*** Opening Data for review ***
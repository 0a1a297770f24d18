//! # dalib
//!
//! Read, write, and transform the proprietary on-disk and on-wire artifacts
//! of the DarkAges client/server game.
//! * `hpf` is a bit-exact adaptive Huffman codec used to compress HPF image
//!   payloads.
//! * `cipher` is the stateful packet cipher used to encrypt and decrypt
//!   client/server datagrams.
//! * `archive` reads and writes the indexed `.dat` container format other
//!   file readers pull their byte ranges from.
//!
//! This is not a general-purpose compression library, nor a secure
//! cryptography library — the codec and cipher exist purely for
//! wire/format compatibility with the legacy client and server.
//!
//! ## Example
//!
//! ```rs
//! use dalib::hpf;
//! let test_data = "This is the chaunt of the priests.".as_bytes();
//! let compressed = hpf::compress(test_data);
//! let expanded = hpf::decompress(&compressed).expect("decompression failed");
//! assert_eq!(expanded, test_data);
//! ```

mod tools;
pub mod archive;
pub mod cipher;
pub mod hpf;

/// Errors surfaced by any of the three subsystems. All errors propagate to
/// the caller; there are no retries at this layer.
#[derive(thiserror::Error, Debug)]
pub enum Error {
    #[error("malformed frame: {0}")]
    MalformedFrame(String),
    #[error("invalid range: offset {offset} count {count} exceeds length {len}")]
    InvalidRange { offset: usize, count: usize, len: usize },
    #[error("entry name too long: {0}")]
    NameTooLong(String),
    #[error("archive is read-only (memory-mapped)")]
    ReadOnlyArchive,
    #[error("operation attempted on a disposed archive or cipher")]
    Disposed,
    #[error("I/O error")]
    Io(#[from] std::io::Error),
}
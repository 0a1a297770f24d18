//! Small self-contained helpers shared by the codecs above.

pub mod bitstream;
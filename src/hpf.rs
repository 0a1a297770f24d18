//! HPF adaptive Huffman codec.
//!
//! Bit-exact compress/expand of byte streams using the mutable-tree scheme
//! described for HPF image payloads. Unlike a frequency-counted Huffman
//! tree, this tree carries no frequency counters at all: each decoded or
//! encoded symbol promotes its leaf toward the root by a fixed sequence of
//! sibling swaps, and encoder/decoder stay in lockstep only because they
//! run the identical swaps after the identical symbol.

use crate::tools::bitstream::{LsbBitReader, LsbBitWriter};
use crate::Error;

/// HPF's 4-byte frame header.
pub const HEADER: [u8; 4] = [0x55, 0xAA, 0x02, 0xFF];

/// The terminator is symbol 0x100, one past the 256 byte values.
const TERMINATOR: usize = 0x100;
/// Node index of the root.
const ROOT: usize = 0;
/// Leaves begin at node 256 ("0x100"); the terminator's leaf is node 512.
const LEAF_BASE: usize = 0x100;

/// The mutable Huffman tree: parallel index arrays mutated in place rather
/// than an arena of heap-allocated nodes, so that a batch of HPF assets can
/// be pushed through without per-symbol allocation.
struct AdaptiveTree {
    left: [usize; 256],
    right: [usize; 256],
    parent: [usize; 513],
}

impl AdaptiveTree {
    fn new() -> Self {
        let mut left = [0usize; 256];
        let mut right = [0usize; 256];
        let mut parent = [0usize; 513];
        for i in 0..256 {
            left[i] = 2 * i + 1;
            right[i] = 2 * i + 2;
            parent[2 * i + 1] = i;
            parent[2 * i + 2] = i;
        }
        Self { left, right, parent }
    }

    /// Root-to-leaf path for `leaf`, as a sequence of `false` = left,
    /// `true` = right steps, root-first.
    fn path_to(&self, leaf: usize) -> Vec<bool> {
        let mut steps = Vec::new();
        let mut node = leaf;
        while node != ROOT {
            let p = self.parent[node];
            steps.push(self.right[p] == node);
            node = p;
        }
        steps.reverse();
        steps
    }

    /// Walk from the root following `bit=1 -> right`, `bit=0 -> left` until
    /// a leaf (node > 0xFF) is reached, pulling bits from `bits`.
    fn descend(&self, bits: &mut LsbBitReader) -> Result<usize, Error> {
        let mut node = ROOT;
        loop {
            let bit = bits.next_bit().ok_or_else(|| {
                Error::MalformedFrame("bit stream ended mid-codeword".into())
            })?;
            node = if bit == 1 { self.right[node] } else { self.left[node] };
            if node > 0xFF {
                return Ok(node);
            }
        }
    }

    /// Promote the just-resolved node `v` toward the root, one level per
    /// iteration, until its parent is the root.
    ///
    /// Each step exchanges the *occupants* of two already-populated slots:
    /// `v`'s slot under its parent `p`, and `p`'s sibling slot under the
    /// grandparent `gp`. After the swap `v` hangs directly off `gp` (one
    /// level shallower) and `gp`'s former child hangs off `p` in `v`'s old
    /// slot (one level deeper). Neither slot is ever left empty and neither
    /// swap partner needs children of its own — `v` may be a leaf, `p`'s
    /// sibling may be a leaf or a whole subtree — so no node is ever
    /// orphaned and every node keeps exactly one path back to the root.
    fn update(&mut self, leaf: usize) {
        let mut v = leaf;
        loop {
            let p = self.parent[v];
            if p == ROOT {
                break;
            }
            let gp = self.parent[p];
            let sibling = if self.left[gp] == p { self.right[gp] } else { self.left[gp] };

            if self.left[p] == v {
                self.left[p] = sibling;
            } else {
                self.right[p] = sibling;
            }
            if self.left[gp] == sibling {
                self.left[gp] = v;
            } else {
                self.right[gp] = v;
            }
            self.parent[sibling] = p;
            self.parent[v] = gp;
        }
    }
}

/// Compress `input` into a framed HPF blob. Always succeeds for any input;
/// the output always begins with [`HEADER`].
pub fn compress(input: &[u8]) -> Vec<u8> {
    log::debug!("compressing {} bytes of input", input.len());
    let mut tree = AdaptiveTree::new();
    let mut writer = LsbBitWriter::new();
    for &byte in input {
        encode_symbol(&mut tree, &mut writer, byte as usize);
    }
    encode_symbol(&mut tree, &mut writer, TERMINATOR);
    let mut out = Vec::with_capacity(4 + writer.len() / 8 + 1);
    out.extend_from_slice(&HEADER);
    out.extend_from_slice(&writer.into_bytes());
    out
}

fn encode_symbol(tree: &mut AdaptiveTree, writer: &mut LsbBitWriter, symbol: usize) {
    let leaf = LEAF_BASE + symbol;
    for bit in tree.path_to(leaf) {
        writer.push(bit);
    }
    tree.update(leaf);
}

/// Expand a framed HPF blob back into its original bytes.
pub fn decompress(blob: &[u8]) -> Result<Vec<u8>, Error> {
    if blob.len() < 4 || blob[0..4] != HEADER {
        return Err(Error::MalformedFrame("missing HPF header".into()));
    }
    log::debug!("decompressing HPF blob of {} bytes", blob.len());
    let mut tree = AdaptiveTree::new();
    let mut bits = LsbBitReader::new(&blob[4..]);
    let mut out = Vec::new();
    loop {
        let leaf = tree.descend(&mut bits)?;
        let symbol = leaf - LEAF_BASE;
        tree.update(leaf);
        if symbol == TERMINATOR {
            break;
        }
        out.push(symbol as u8);
    }
    Ok(out)
}
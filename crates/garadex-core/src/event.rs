//! Event types published on the Garadex event bus.
//!
//! Device controllers publish these whenever their cached door state
//! changes, whether through a user command, a status report or the
//! optimistic-completion timer. Subscribers (the CLI, automations) only
//! ever see the logical state, never the transport that produced it.

use serde::{Deserialize, Serialize};
use uuid::Uuid;

/// Events emitted by device controllers.
///
/// States are carried as their lowercase labels (`open`, `closed`,
/// `opening`, `closing`, `stopped`) so subscribers do not need the
/// device crate's state type.
#[derive(Debug, Clone, Serialize, Deserialize)]
#[serde(tag = "type", rename_all = "snake_case")]
pub enum GaradexEvent {
    /// The intended resting state changed.
    DeviceTarget {
        device_id: String,
        previous: String,
        state: String,
        timestamp: i64,
    },

    /// The known or assumed physical state changed.
    DeviceState {
        device_id: String,
        previous: String,
        state: String,
        timestamp: i64,
    },

    /// A command could not be delivered; the user-visible target has been
    /// (or will shortly be) reverted.
    DeviceFault {
        device_id: String,
        reason: String,
        timestamp: i64,
    },

    /// Outcome of an outbound device command.
    CommandResult {
        device_id: String,
        action: String,
        success: bool,
        detail: Option<String>,
        timestamp: i64,
    },
}

impl GaradexEvent {
    /// Get the device ID for this event.
    pub fn device_id(&self) -> &str {
        match self {
            Self::DeviceTarget { device_id, .. }
            | Self::DeviceState { device_id, .. }
            | Self::DeviceFault { device_id, .. }
            | Self::CommandResult { device_id, .. } => device_id,
        }
    }

    /// Get the timestamp for this event.
    pub fn timestamp(&self) -> i64 {
        match self {
            Self::DeviceTarget { timestamp, .. }
            | Self::DeviceState { timestamp, .. }
            | Self::DeviceFault { timestamp, .. }
            | Self::CommandResult { timestamp, .. } => *timestamp,
        }
    }
}

/// Metadata attached to every published event.
#[derive(Debug, Clone, Serialize, Deserialize)]
pub struct EventMetadata {
    /// Unique event identifier
    pub id: Uuid,
    /// Component that published the event (e.g. "controller:garage-1")
    pub source: String,
    /// Publication time
    pub timestamp: chrono::DateTime<chrono::Utc>,
}

impl EventMetadata {
    /// Create metadata for a new event.
    pub fn new(source: impl Into<String>) -> Self {
        Self {
            id: Uuid::new_v4(),
            source: source.into(),
            timestamp: chrono::Utc::now(),
        }
    }
}

#[cfg(test)]
mod tests {
    use super::*;

    #[test]
    fn test_event_device_id() {
        let event = GaradexEvent::DeviceState {
            device_id: "garage-1".to_string(),
            previous: "opening".to_string(),
            state: "open".to_string(),
            timestamp: 0,
        };
        assert_eq!(event.device_id(), "garage-1");
    }

    #[test]
    fn test_event_serde_tagging() {
        let event = GaradexEvent::DeviceFault {
            device_id: "garage-1".to_string(),
            reason: "not responding".to_string(),
            timestamp: 1,
        };
        let json = serde_json::to_value(&event).unwrap();
        assert_eq!(json["type"], "device_fault");
    }

    #[test]
    fn test_metadata_source() {
        let meta = EventMetadata::new("controller:garage-1");
        assert_eq!(meta.source, "controller:garage-1");
    }
}
//! Error types for cloud account operations.

use thiserror::Error;

/// Errors that can occur when talking to the cloud account API.
#[derive(Debug, Error)]
pub enum CloudError {
    /// The server rejected the credentials.
    #[error("authentication failed: {0}")]
    Authentication(String),

    /// A network fault another attempt could recover from.
    #[error("transient network error: {0}")]
    TransientNetwork(String),

    /// The server answered with a body we could not make sense of.
    #[error("malformed response: {0}")]
    MalformedResponse(String),

    /// Any other HTTP failure.
    #[error("HTTP request failed: {0}")]
    Http(#[from] reqwest::Error),

    /// An authenticated endpoint was used before [`login`] succeeded.
    ///
    /// [`login`]: crate::CloudSession::login
    #[error("not authenticated")]
    NotAuthenticated,
}

/// Result type for cloud session operations.
pub type CloudResult<T> = Result<T, CloudError>;
//! Reconciliation of cached door state against sensor reports.
//!
//! Status reports arrive from two places, the periodic poll and unsolicited
//! push notifications, and both reduce to a single boolean: the magnetic
//! sensor did not detect the door at the closed position. That flag is an
//! indirect proxy, not a true position, but it is still authoritative over
//! whatever the controller has optimistically assumed.

use crate::door::{DoorState, TargetState};

/// A correction produced by [`reconcile`].
///
/// `target` is `None` when only the current state needs adjusting (the
/// target already matches the observed outcome).
#[derive(Debug, Clone, Copy, PartialEq, Eq)]
pub struct Reconciled {
    pub target: Option<TargetState>,
    pub current: DoorState,
}

/// Resolve a sensor report against the cached current state.
///
/// Returns `None` when the report is consistent with the cache. Only
/// resting states are ever produced: the sensor can tell us where the door
/// ended up, never that it is moving.
///
/// The `Closing` rows are asymmetric on purpose: a close command is only
/// ever confirmed complete here. A reported-closed door while closing
/// leaves the target alone (it was already closed from the original
/// request), while a reported-open door means the door never actually
/// closed, so both target and current flip back to open.
///
/// `Stopped` is left untouched; a fresh explicit command is required to
/// drive the door out of the degraded state.
pub fn reconcile(sensor_open: bool, current: DoorState) -> Option<Reconciled> {
    match (current, sensor_open) {
        // Cache says open or opening
        (DoorState::Open | DoorState::Opening, true) => None,
        (DoorState::Open | DoorState::Opening, false) => Some(Reconciled {
            target: Some(TargetState::Closed),
            current: DoorState::Closed,
        }),

        // Cache says closed
        (DoorState::Closed, true) => Some(Reconciled {
            target: Some(TargetState::Open),
            current: DoorState::Open,
        }),
        (DoorState::Closed, false) => None,

        // Cache says closing
        (DoorState::Closing, true) => Some(Reconciled {
            target: Some(TargetState::Open),
            current: DoorState::Open,
        }),
        (DoorState::Closing, false) => Some(Reconciled {
            target: None,
            current: DoorState::Closed,
        }),

        // Degraded state: never auto-resolved by polling
        (DoorState::Stopped, _) => None,
    }
}
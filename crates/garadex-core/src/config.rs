//! Platform-wide default values.
//!
//! These mirror the knobs a user can override in the config file. Keeping
//! them in one module avoids re-declaring the same constants in every
//! crate that needs a fallback.

/// Default values shared across the platform.
pub mod defaults {
    /// Seconds a full `open` operation is expected to take. The
    /// optimistic-completion timer uses this; closing never does.
    pub const OPERATION_TIME_SECS: u64 = 15;

    /// Poll interval for locally connected devices, in seconds.
    pub const REFRESH_RATE_SECS: u64 = 5;

    /// Poll interval for cloud connected devices, in seconds. Polling the
    /// cloud aggressively gets accounts rate limited, so this is long and
    /// push notifications carry the slack.
    pub const CLOUD_REFRESH_RATE_SECS: u64 = 300;

    /// Minimum spacing between command-queue unit starts, in milliseconds.
    pub const QUEUE_INTERVAL_MS: u64 = 250;

    /// Hard bound on a single command-queue unit, in milliseconds.
    pub const QUEUE_TIMEOUT_MS: u64 = 10_000;

    /// Quiet window after a self-issued push command during which push
    /// notifications are ignored, in milliseconds.
    pub const IGNORE_WINDOW_MS: u64 = 3_000;

    /// Delay before reverting the user-visible target after a failed
    /// command, in milliseconds.
    pub const REVERT_DELAY_MS: u64 = 2_000;

    /// Backoff between retries of transient cloud HTTP failures, in seconds.
    pub const HTTP_RETRY_BACKOFF_SECS: u64 = 30;
}

#[cfg(test)]
mod tests {
    use super::defaults;

    #[test]
    fn test_queue_defaults_sane() {
        // The interval gate must be far below the unit timeout or the
        // queue could never make progress.
        assert!(defaults::QUEUE_INTERVAL_MS < defaults::QUEUE_TIMEOUT_MS);
    }
}
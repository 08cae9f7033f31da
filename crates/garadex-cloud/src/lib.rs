//! Cloud account access for garadex.
//!
//! Provides the signed HTTP session used to authenticate an account,
//! enumerate its devices and look up hub sub-devices. The MQTT
//! transport in `garadex-devices` derives its broker credentials from
//! the [`Credentials`] produced here.

pub mod error;
pub mod session;
pub mod sign;

pub use error::{CloudError, CloudResult};
pub use session::{CloudSession, Credentials, DeviceRecord, SubDeviceRecord};

/// Version information
pub const VERSION: &str = env!("CARGO_PKG_VERSION");
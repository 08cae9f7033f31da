//! Event bus for the Garadex platform.
//!
//! All device controllers publish state changes here; the CLI and any
//! automation layers subscribe. A broadcast channel keeps publishers
//! decoupled from however many subscribers are attached.

use crate::event::{EventMetadata, GaradexEvent};
use tokio::sync::broadcast;
use tracing::{trace, warn};

/// Default channel capacity for the event bus.
pub const DEFAULT_CHANNEL_CAPACITY: usize = 1000;

/// Broadcast event bus.
///
/// Publishing never blocks; if a subscriber falls behind, its oldest
/// buffered events are dropped and delivery resumes from the most
/// recent ones.
#[derive(Clone)]
pub struct EventBus {
    tx: broadcast::Sender<(GaradexEvent, EventMetadata)>,
}

impl EventBus {
    /// Create a new event bus with default capacity.
    pub fn new() -> Self {
        Self::with_capacity(DEFAULT_CHANNEL_CAPACITY)
    }

    /// Create a new event bus with the specified capacity.
    pub fn with_capacity(capacity: usize) -> Self {
        let (tx, _) = broadcast::channel(capacity);
        Self { tx }
    }

    /// Get the number of current subscribers.
    pub fn subscriber_count(&self) -> usize {
        self.tx.receiver_count()
    }

    /// Publish an event with default metadata.
    ///
    /// Returns `true` if there was at least one subscriber.
    pub fn publish(&self, event: GaradexEvent) -> bool {
        self.publish_with_source(event, "system")
    }

    /// Publish an event with a custom source.
    pub fn publish_with_source(&self, event: GaradexEvent, source: impl Into<String>) -> bool {
        let metadata = EventMetadata::new(source);
        match self.tx.send((event, metadata)) {
            Ok(_) => true,
            Err(broadcast::error::SendError((event, _))) => {
                trace!(device = %event.device_id(), "event dropped, no subscribers");
                false
            }
        }
    }

    /// Subscribe to all events.
    pub fn subscribe(&self) -> EventBusReceiver {
        EventBusReceiver {
            rx: self.tx.subscribe(),
        }
    }
}

impl Default for EventBus {
    fn default() -> Self {
        Self::new()
    }
}

/// Receiver for events from the bus.
pub struct EventBusReceiver {
    rx: broadcast::Receiver<(GaradexEvent, EventMetadata)>,
}

impl EventBusReceiver {
    /// Receive the next event.
    ///
    /// Returns `None` when the bus is closed. A lagged subscriber skips
    /// the dropped events and keeps receiving.
    pub async fn recv(&mut self) -> Option<(GaradexEvent, EventMetadata)> {
        loop {
            match self.rx.recv().await {
                Ok(event) => return Some(event),
                Err(broadcast::error::RecvError::Lagged(skipped)) => {
                    warn!(skipped, "event subscriber lagged, dropping oldest events");
                }
                Err(broadcast::error::RecvError::Closed) => return None,
            }
        }
    }

    /// Try to receive an event without blocking.
    pub fn try_recv(&mut self) -> Option<(GaradexEvent, EventMetadata)> {
        self.rx.try_recv().ok()
    }
}

#[cfg(test)]
mod tests {
    use super::*;

    fn state_event(state: &str) -> GaradexEvent {
        GaradexEvent::DeviceState {
            device_id: "garage-1".to_string(),
            previous: "closed".to_string(),
            state: state.to_string(),
            timestamp: 0,
        }
    }

    #[tokio::test]
    async fn test_publish_subscribe() {
        let bus = EventBus::new();
        let mut rx = bus.subscribe();

        assert!(bus.publish_with_source(state_event("opening"), "test"));

        let (event, meta) = rx.recv().await.unwrap();
        assert_eq!(event.device_id(), "garage-1");
        assert_eq!(meta.source, "test");
    }

    #[tokio::test]
    async fn test_publish_without_subscribers() {
        let bus = EventBus::new();
        assert!(!bus.publish(state_event("open")));
    }

    #[tokio::test]
    async fn test_multiple_subscribers() {
        let bus = EventBus::new();
        let mut rx1 = bus.subscribe();
        let mut rx2 = bus.subscribe();
        assert_eq!(bus.subscriber_count(), 2);

        bus.publish(state_event("closing"));
        assert!(rx1.recv().await.is_some());
        assert!(rx2.recv().await.is_some());
    }
}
*** Closing Data for review ***
- _Work required_: Which of the lines above carry the string "true"? Pick them out and copy them.

- _Exercise response_:
    /// `true` = right steps, root-first.
//! indirect proxy, not a true position, but it is still authoritative over
        (DoorState::Open | DoorState::Opening, true) => None,
        (DoorState::Closed, true) => Some(Reconciled {
        (DoorState::Closing, true) => Some(Reconciled {
    /// Returns `true` if there was at least one subscriber.
            Ok(_) => true,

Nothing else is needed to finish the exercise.